# RECORDS SHOWN
#[cfg(test)]
mod tests {
    use super::*;
    use crate::model::Severity;

    fn coding(n: usize) -> String {
        let mut s = String::from("ATG");
        for i in 0..n {
            s.push_str(["GCT", "AAA", "CTG"][i % 3]);
        }
        s.push_str("TAA");
        s
    }

    #[test]
    fn test_empty_sequence() {
        for input in ["", "   ", "\n\t"] {
            let result = validate(input, SequenceType::Dna, None, 25);
            assert!(!result.is_valid);
            assert_eq!(result.errors.len(), 1);
            assert_eq!(result.errors[0].kind, "empty_sequence");
            assert!(result.warnings.is_empty());
            assert!(result.info.is_empty());
            assert_eq!(result.stats, SequenceStatistics::default());
        }
    }

    #[test]
    fn test_invalid_characters() {
        let result = validate("ATGXCGNA", SequenceType::Dna, None, 25);
        assert!(!result.is_valid);
        let issue = result.find("invalid_characters").unwrap();
        assert_eq!(issue.severity, Severity::Error);
        assert_eq!(issue.positions, Some(vec![4, 7]));
        assert!(issue.message.contains("A, C, G, T"));
        assert_eq!(result.stats.invalid_bases, 2);
    }

    #[test]
    fn test_u_is_invalid_dna() {
        let result = validate("AUGC", SequenceType::Dna, None, 25);
        assert!(!result.is_valid);
        let result = validate("AUGC", SequenceType::Rna, None, 25);
        assert!(result.is_valid);
    }

    #[test]
    fn test_lowercase_is_normalized() {
        let result = validate("  gcgcatat  ", SequenceType::Dna, None, 25);
        assert!(result.is_valid);
        assert_eq!(result.stats.length, 8);
        assert_eq!(result.stats.gc_content, 50.0);
    }

    #[test]
    fn test_gc_tiers() {
        let tier = |seq: &str| {
            validate(seq, SequenceType::Dna, None, 25)
                .warnings
                .iter()
                .find(|w| w.kind.contains("gc_content"))
                .map(|w| w.kind.clone())
        };
        assert_eq!(tier("ATATATATAT").as_deref(), Some("very_low_gc_content"));
        assert_eq!(tier("GATATATATA").as_deref(), Some("very_low_gc_content")); // 10%
        assert_eq!(tier("GCATATATAT").as_deref(), Some("low_gc_content")); // 20%
        assert_eq!(tier("GCGCATATTT").as_deref(), None); // 40%
        assert_eq!(tier("GCGCGCGCAT").as_deref(), Some("very_high_gc_content")); // 80%
        assert_eq!(tier("GCGCGCGATA").as_deref(), Some("high_gc_content")); // 70%
        assert_eq!(tier("GCGCGATATA"), None); // 50%
    }

    #[test]
    fn test_protein_has_no_nucleotide_stats() {
        let result = validate("MKVLAAGIW", SequenceType::Protein, None, 25);
        assert!(result.is_valid);
        assert_eq!(result.stats.gc_content, 0.0);
        assert!(result.stats.palindromes.is_empty());
        assert!(result.warnings.is_empty());
    }

    #[test]
    fn test_gene_with_orf() {
        let seq = format!("CCCGGG{}GGGCCC", coding(30));
        let result = validate(&seq, SequenceType::Dna, Some("gene"), 25);
        assert!(result.is_valid);
        let issue = result.find("orfs_analysis").unwrap();
        assert_eq!(issue.severity, Severity::Info);
        let summary = &issue.details.as_ref().unwrap()["orf_summary"];
        assert!(summary[0].as_str().unwrap().starts_with("ORF frame 1 (forward): 7-"));
        assert!(result.find("no_orfs_found_in_gene").is_none());
    }

    #[test]
    fn test_gene_without_orf() {
        let seq = "GCTAAACTG".repeat(10);
        let result = validate(&seq, SequenceType::Dna, Some("Reporter gene"), 25);
        assert!(result.find("no_orfs_found_in_gene").is_some());
        // Length rule only applies to exactly "gene"
        assert!(result.find("gene_too_short_for_orf").is_none());
    }

    #[test]
    fn test_orfs_present_for_other_components() {
        let seq = coding(30);
        let result = validate(&seq, SequenceType::Dna, None, 25);
        let issue = result.find("orfs_present").unwrap();
        assert_eq!(issue.details.as_ref().unwrap()["orf_count"], 1);
    }

    #[test]
    fn test_repeats_and_palindromes_reported() {
        let unit = "ACGTTGCAAC";
        let seq = format!("{}TTTT{}GAATTC", unit, unit);
        let result = validate(&seq, SequenceType::Dna, None, 25);
        let repeats = result.find("repeats_found").unwrap();
        assert_eq!(repeats.severity, Severity::Warning);
        let palindromes = result.find("palindromes_found").unwrap();
        assert_eq!(palindromes.severity, Severity::Info);
        assert!(result.is_valid);
    }

    #[test]
    fn test_component_length_checks() {
        let check = |seq: &str, component: &str| {
            validate(seq, SequenceType::Dna, Some(component), 25)
                .warnings
                .iter()
                .any(|w| w.kind.ends_with("_check") || w.kind.starts_with("gene_too") || w.kind.starts_with("cds_"))
        };
        assert!(check("ATGCATGCAT", "promoter"));
        assert!(!check(&"ATGC".repeat(10), "promoter"));
        assert!(check(&"ATGC".repeat(10), "gene"));
        assert!(check("ATGCA", "CDS"));
        assert!(!check("ATGCAT", "cds"));
        assert!(check("ATGCATGCAT", "terminator"));
        assert!(!check(&"ATGC".repeat(5), "terminator"));
    }

    #[test]
    fn test_start_stop_flags() {
        let result = validate("CCATGCCTAACC", SequenceType::Dna, None, 25);
        assert!(result.stats.has_start_codon);
        assert!(result.stats.has_stop_codon);
        let result = validate("CCCCCCGGGG", SequenceType::Dna, None, 25);
        assert!(!result.stats.has_start_codon);
        assert!(!result.stats.has_stop_codon);
    }
}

# PROBLEM DESCRIPTION
Where a line of the records contains the word "input", copy that line.

# FINAL ANSWER
        for input in ["", "   ", "\n\t"] {
            let result = validate(input, SequenceType::Dna, None, 25);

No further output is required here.